Par Le Figaro.fr avec AFP

RDC : l’UE maintient ses sanctions contre des proches de Joseph Kabila à l’exception de deux cas

décembre 9, 2019

Lambert Mende, ministre congolais des Médias, lros d'une conférence de presse à Kinshasa le 19 septembre 2016.

Lambert Mende, ministre congolais des Médias, lros d’une conférence de presse à Kinshasa le 19 septembre 2016. © Gwenn Dubourthoumieu pour JA

 

Le Conseil européen a annoncé lundi le maintien « des mesures restrictives individuelles » à l’encontre de plusieurs proches de Joseph Kabila. Quatorze personnes étaient visées, mais l’UE a décidé de lever les sanctions à l’encontre de deux d’entre elles : l’ancien porte-parole du gouvernement, Lambert Mende, et l’ex-responsable de la sécurité intérieure au sein de l’ANR, Roger Kibelisa.

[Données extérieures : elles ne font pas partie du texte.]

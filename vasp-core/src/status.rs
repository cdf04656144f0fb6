//! The payment status lattice.
//!
//! Each actor (sender or receiver) progresses through a small, mostly
//! linear set of statuses. The lattice enforces two things: that a status
//! only ever moves along a legal edge for that actor's role, and a
//! *finality barrier* — once an actor has reached `ready_for_settlement`,
//! it may not unilaterally move to `abort` while its counterpart has not
//! aborted, since settlement past that point is assumed irreversible.

use serde::{Deserialize, Serialize};

use crate::error::PaymentLogicError;

/// A payment actor's position in the status lattice.
#[derive(Debug, Clone, Copy, PartialEq, Eq, PartialOrd, Ord, Hash, Serialize, Deserialize)]
#[serde(rename_all = "snake_case")]
pub enum Status {
    /// No progress has been made yet.
    None,
    /// Waiting on KYC data from this actor.
    NeedsKycData,
    /// Waiting on a recipient signature (receiver-side only).
    NeedsRecipientSignature,
    /// This actor considers the payment ready to settle.
    ReadyForSettlement,
    /// This actor considers the payment settled.
    Settled,
    /// This actor has aborted the payment.
    Abort,
}

impl Status {
    /// A total order used only to decide "has this actor reached at least
    /// X" — `Abort` is intentionally not comparable by height and is
    /// handled as a special case by callers.
    #[must_use]
    pub const fn height(self) -> u8 {
        match self {
            Self::None => 0,
            Self::NeedsKycData => 1,
            Self::ReadyForSettlement => 2,
            Self::NeedsRecipientSignature => 3,
            Self::Settled => 4,
            Self::Abort => 0,
        }
    }
}

/// Which side of a payment an actor plays.
#[derive(Debug, Clone, Copy, PartialEq, Eq, Hash)]
pub enum Role {
    /// The paying actor. Passes through `NeedsRecipientSignature` as its
    /// final step before settlement.
    Sender,
    /// The receiving actor. Never passes through
    /// `NeedsRecipientSignature` — that status is sender-only.
    Receiver,
}

impl Role {
    fn legal_successors(self, from: Status) -> &'static [Status] {
        match (self, from) {
            (Role::Sender, Status::None) => &[Status::NeedsKycData, Status::Abort],
            (Role::Sender, Status::NeedsKycData) => &[Status::ReadyForSettlement, Status::Abort],
            (Role::Sender, Status::ReadyForSettlement) => &[Status::NeedsRecipientSignature, Status::Abort],
            (Role::Sender, Status::NeedsRecipientSignature) => &[Status::Settled, Status::Abort],
            (Role::Sender, Status::Settled | Status::Abort) => &[],

            (Role::Receiver, Status::None) => &[Status::NeedsKycData, Status::Abort],
            (Role::Receiver, Status::NeedsKycData) => &[Status::ReadyForSettlement, Status::Abort],
            (Role::Receiver, Status::ReadyForSettlement) => &[Status::Settled, Status::Abort],
            (Role::Receiver, Status::NeedsRecipientSignature) => &[],
            (Role::Receiver, Status::Settled | Status::Abort) => &[],
        }
    }
}

/// Enforces per-actor lattice edges and the cross-actor finality barrier.
#[derive(Debug, Clone, Copy, Default)]
pub struct StatusLattice;

impl StatusLattice {
    /// Validates a proposed status transition for one actor.
    ///
    /// `other_status` is the counterpart actor's current status, needed to
    /// evaluate the finality barrier.
    ///
    /// # Errors
    ///
    /// Returns a [`PaymentLogicError`] if:
    /// - `new_status` is not a successor of `old_status` for `role`, or
    /// - `old_status` is at or past `ready_for_settlement`, `new_status` is
    ///   `abort`, and `other_status` is not already `abort` (the finality
    ///   barrier).
    pub fn check_transition(
        role: Role,
        old_status: Status,
        new_status: Status,
        other_status: Status,
    ) -> Result<(), PaymentLogicError> {
        if old_status == new_status {
            return Ok(());
        }

        if old_status.height() >= Status::ReadyForSettlement.height()
            && new_status == Status::Abort
            && other_status != Status::Abort
        {
            return Err(PaymentLogicError::new(
                "cannot abort after reaching ready_for_settlement while the counterparty has not aborted",
            ));
        }

        if role.legal_successors(old_status).contains(&new_status) {
            Ok(())
        } else {
            Err(PaymentLogicError::new(format!(
                "{old_status:?} -> {new_status:?} is not a legal transition for {role:?}"
            )))
        }
    }

    /// Whether `role`, currently at `ready_for_settlement`, may move to
    /// `settled` given the counterpart's current status.
    ///
    /// The sender may settle once the receiver has reached
    /// `ready_for_settlement` or `settled`; the receiver may settle once
    /// the sender has reached `needs_recipient_signature` or `settled` —
    /// the sender's own last step before settling.
    #[must_use]
    pub fn can_settle(role: Role, other_status: Status) -> bool {
        match role {
            Role::Sender => matches!(other_status, Status::ReadyForSettlement | Status::Settled),
            Role::Receiver => matches!(other_status, Status::NeedsRecipientSignature | Status::Settled),
        }
    }

    /// Whether either actor has aborted, which makes the joint payment
    /// aborted regardless of the other actor's status.
    #[must_use]
    pub fn either_aborted(sender: Status, receiver: Status) -> bool {
        sender == Status::Abort || receiver == Status::Abort
    }
}

#[cfg(test)]
mod tests {
    use super::*;

    #[test]
    fn sender_passes_through_needs_recipient_signature_before_settling() {
        StatusLattice::check_transition(Role::Sender, Status::None, Status::NeedsKycData, Status::None)
            .unwrap();
        StatusLattice::check_transition(
            Role::Sender,
            Status::NeedsKycData,
            Status::ReadyForSettlement,
            Status::None,
        )
        .unwrap();
        StatusLattice::check_transition(
            Role::Sender,
            Status::ReadyForSettlement,
            Status::NeedsRecipientSignature,
            Status::ReadyForSettlement,
        )
        .unwrap();
        StatusLattice::check_transition(
            Role::Sender,
            Status::NeedsRecipientSignature,
            Status::Settled,
            Status::Settled,
        )
        .unwrap();
    }

    #[test]
    fn finality_barrier_blocks_unilateral_abort() {
        let err = StatusLattice::check_transition(
            Role::Sender,
            Status::ReadyForSettlement,
            Status::Abort,
            Status::ReadyForSettlement,
        );
        assert!(err.is_err());
    }

    #[test]
    fn finality_barrier_allows_mutual_abort() {
        StatusLattice::check_transition(
            Role::Sender,
            Status::ReadyForSettlement,
            Status::Abort,
            Status::Abort,
        )
        .unwrap();
    }

    #[test]
    fn receiver_never_needs_recipient_signature() {
        assert!(!Role::Receiver
            .legal_successors(Status::None)
            .contains(&Status::NeedsRecipientSignature));
        assert!(!Role::Receiver
            .legal_successors(Status::NeedsKycData)
            .contains(&Status::NeedsRecipientSignature));
        assert!(Role::Receiver.legal_successors(Status::NeedsRecipientSignature).is_empty());
    }

    #[test]
    fn rejects_direct_jump_from_none_to_ready_for_settlement() {
        assert!(StatusLattice::check_transition(
            Role::Sender,
            Status::None,
            Status::ReadyForSettlement,
            Status::None,
        )
        .is_err());
        assert!(StatusLattice::check_transition(
            Role::Receiver,
            Status::None,
            Status::ReadyForSettlement,
            Status::None,
        )
        .is_err());
    }
}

Après d’intenses tractations diplomatiques entre ses pays membres, le Conseil européen a officialisé, lundi 9 décembre, le maintien des sanctions qui visent depuis décembre 2016 et mai 2017 plusieurs personnalités congolaises accusées de graves violations des droits de l’homme et d’entrave au processus électoral. Au total, quatorze personnalités congolaises figuraient sur la liste, dont la plupart étaient de hauts gradés militaires et des personnalités politiques proches de l’ancien président Joseph Kabila.

L’UE finalement a décidé de renouveler les « mesures restrictives individuelles » – notamment le gel des avoirs et l’interdiction de visa pour l’UE – pour douze d’entre elles, mais a annoncé la levée de ces sanctions pour deux autres cas.

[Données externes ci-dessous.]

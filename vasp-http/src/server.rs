//! The Axum dispatcher that routes incoming protocol frames to the right
//! [`Channel`](vasp_core::channel::Channel).

use std::sync::Arc;

use axum::extract::{Path, State};
use axum::routing::post;
use axum::{Json, Router};
use tower_http::trace::TraceLayer;
use vasp_core::address::Address;
use vasp_core::vasp::OffChainVasp;
use vasp_core::wire::{make_protocol_error, CommandRequestObject, CommandResponseObject};

/// Shared state handed to every request handler.
pub type AppState = Arc<OffChainVasp>;

/// Builds the router for one VASP node: `POST /{recv}/{send}/process/` for
/// protocol frames and `POST /` as a liveness probe.
#[must_use]
pub fn router(vasp: AppState) -> Router {
    Router::new()
        .route("/", post(liveness))
        .route("/{recv}/{send}/process/", post(process))
        .layer(TraceLayer::new_for_http())
        .with_state(vasp)
}

async fn liveness() -> Json<serde_json::Value> {
    Json(serde_json::json!({ "status": "ok" }))
}

async fn process(
    State(vasp): State<AppState>,
    Path((recv, send)): Path<(String, String)>,
    Json(request): Json<CommandRequestObject>,
) -> Json<CommandResponseObject> {
    if recv != vasp.local_address().encode() {
        return Json(make_protocol_error(format!(
            "this node does not own address '{recv}'"
        )));
    }

    let sender_addr = match Address::decode(&send) {
        Ok(addr) => addr,
        Err(err) => return Json(make_protocol_error(format!("invalid sender address: {err}"))),
    };

    let response = match vasp.handle_request(&sender_addr, request) {
        Ok(response) => response,
        Err(err) => make_protocol_error(format!("failed to persist channel state: {err}")),
    };

    Json(response)
}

Si l’identité de ces deux hommes n’est pas révélée dans le communiqué, un diplomate européen déclare à Jeune Afrique qu’il s’agit de l’ancien porte-parole du gouvernement Lambert Mende et l’ex-responsable de la sécurité intérieure au sein de l’Agence nationale de renseignement (ANR), Roger Kibelisa. « Les deux personnes retirées de la liste avaient fait l’objet de mesures restrictives individuelles en décembre 2016 (Kibelisa) puis mai 2017 (Mende) au titre des responsabilités qu’ils occupaient, et pour avoir fait obstacle à une solution consensuelle et pacifique en vue des élections. Ils ne leur est pas reproché, contrairement aux autres personnes de la liste, d’avoir été impliqués dans des violations graves contre les droits humains », précise notre diplomate européen.

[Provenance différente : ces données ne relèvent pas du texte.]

//! Versioned shared objects.
//!
//! A shared object is any record whose ownership and history must be
//! agreed on by both VASPs in a channel (currently only [`PaymentObject`](crate::payment::PaymentObject)).
//! Each new version records the version it was derived from, so dependency
//! chains can be checked by the [`Executor`](crate::executor::Executor)
//! without a central counter.

use rand::distributions::Alphanumeric;
use rand::Rng;
use serde::{Deserialize, Serialize};

/// An opaque version identifier, unique within a channel.
pub type Version = String;

/// How many random characters make up a freshly generated [`Version`].
/// Matches the reference implementation's use of a random hex string for
/// `previous_versions`/`version`-style object identifiers.
const VERSION_LEN: usize = 24;

/// Generates a fresh, globally-unique version identifier.
#[must_use]
pub fn random_version() -> Version {
    rand::thread_rng()
        .sample_iter(&Alphanumeric)
        .take(VERSION_LEN)
        .map(char::from)
        .collect()
}

/// Version bookkeeping shared by every versioned object in the protocol.
#[derive(Debug, Clone, PartialEq, Eq, Serialize, Deserialize)]
pub struct SharedObject {
    /// This object's own version.
    pub version: Version,
    /// The versions this object was derived from (empty for a freshly
    /// created object).
    pub previous_versions: Vec<Version>,
}

impl SharedObject {
    /// Creates the version metadata for a brand-new object.
    #[must_use]
    pub fn new(version: impl Into<Version>) -> Self {
        Self {
            version: version.into(),
            previous_versions: Vec::new(),
        }
    }

    /// Derives the version metadata for the next version of this object,
    /// minting a fresh random version id so concurrent updates can never
    /// collide on the same version string.
    #[must_use]
    pub fn new_version(&self) -> Self {
        Self {
            version: random_version(),
            previous_versions: vec![self.version.clone()],
        }
    }
}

Je continue à désapprouver ce qui est une mise sous tutelle d’un pays indépendant

La défense des personnes sanctionnées précise que la plupart des personnalités politiques visées pouvaient être concernées par une levée des sanctions, mais que seules deux d’entre elles ont été retenues. « Les chancelleries n’étaient pas toutes d’accord sur les noms », assure-t-elle.

Contacté par Jeune Afrique, Lambert Mende reste très critique à l’égard de l’UE. « Je continue à me questionner sur la nature des relations que mon pays entretient avec l’Europe et je continue à désapprouver ce qui est une mise sous tutelle d’un pays indépendant, a-t-il dénoncé. Personne ne peut être condamné, comme cela a été la cas ces trois dernières années, sans avoir le droit de se défendre ».

Félix Tshisekedi en faveur d’un « assouplissement »

Ces sanctions avaient été renouvelées en décembre 2018 à la veille de l’élection présidentielle, malgré l’intense bras de fer engagé à l’époque par l’administration de Joseph Kabila. Depuis son arrivée au pouvoir, Félix Tshisekedi s’était prononcé en faveur d’un allègement de ces sanctions.

« Ces personnalités font aujourd’hui partie de la coalition que nous avons formé. Si nous voulons que les choses se passent bien, nous ne pouvons que plaider en faveur d’une sorte d’assouplissement. Sauf évidemment si les raisons des sanctions sont autres que la crise politique que nous avons traversé, des violations des droits de l’homme par exemple », avait-il déclaré au journal Le Soir lors de sa visite en Belgique, en septembre.

Considérant que l’élection présidentielle a donné lieu à « une alternance pacifique historique », le cabinet d’avocats Daldewolf, qui représente les personnalités visées, avait demandé fin octobre la levée de ces mesures qui, selon eux, n’étaient plus d’actualité.

Plusieurs associations de la société civile avaient toutefois martelé l’importance d’un renouvellement de ces sanctions, critiquant le fait que plusieurs personnalités concernées occupent toujours de hautes fonctions dans l’armée.

Dans son communiqué, le Conseil européen précise qu’il « réexaminera à nouveau les mesures restrictives au vu de l’évolution de la situation et se tient prêt à les adapter en conséquence ». Restent donc concernés par ces mesures les personnalités suivantes : Ilunga Kampete, Gabriel Amisi Kumba, Ferdinand Ilunga Luyoyo, Célestin Kanyama, John Numbi, Delphin Kaimbi, Evariste Boshab, Alex Kande Mupompa, Jean-Claude Kazembe, Emmanuel Ramazani Shadari, Éric Ruhorimbere et Kalev Mutond.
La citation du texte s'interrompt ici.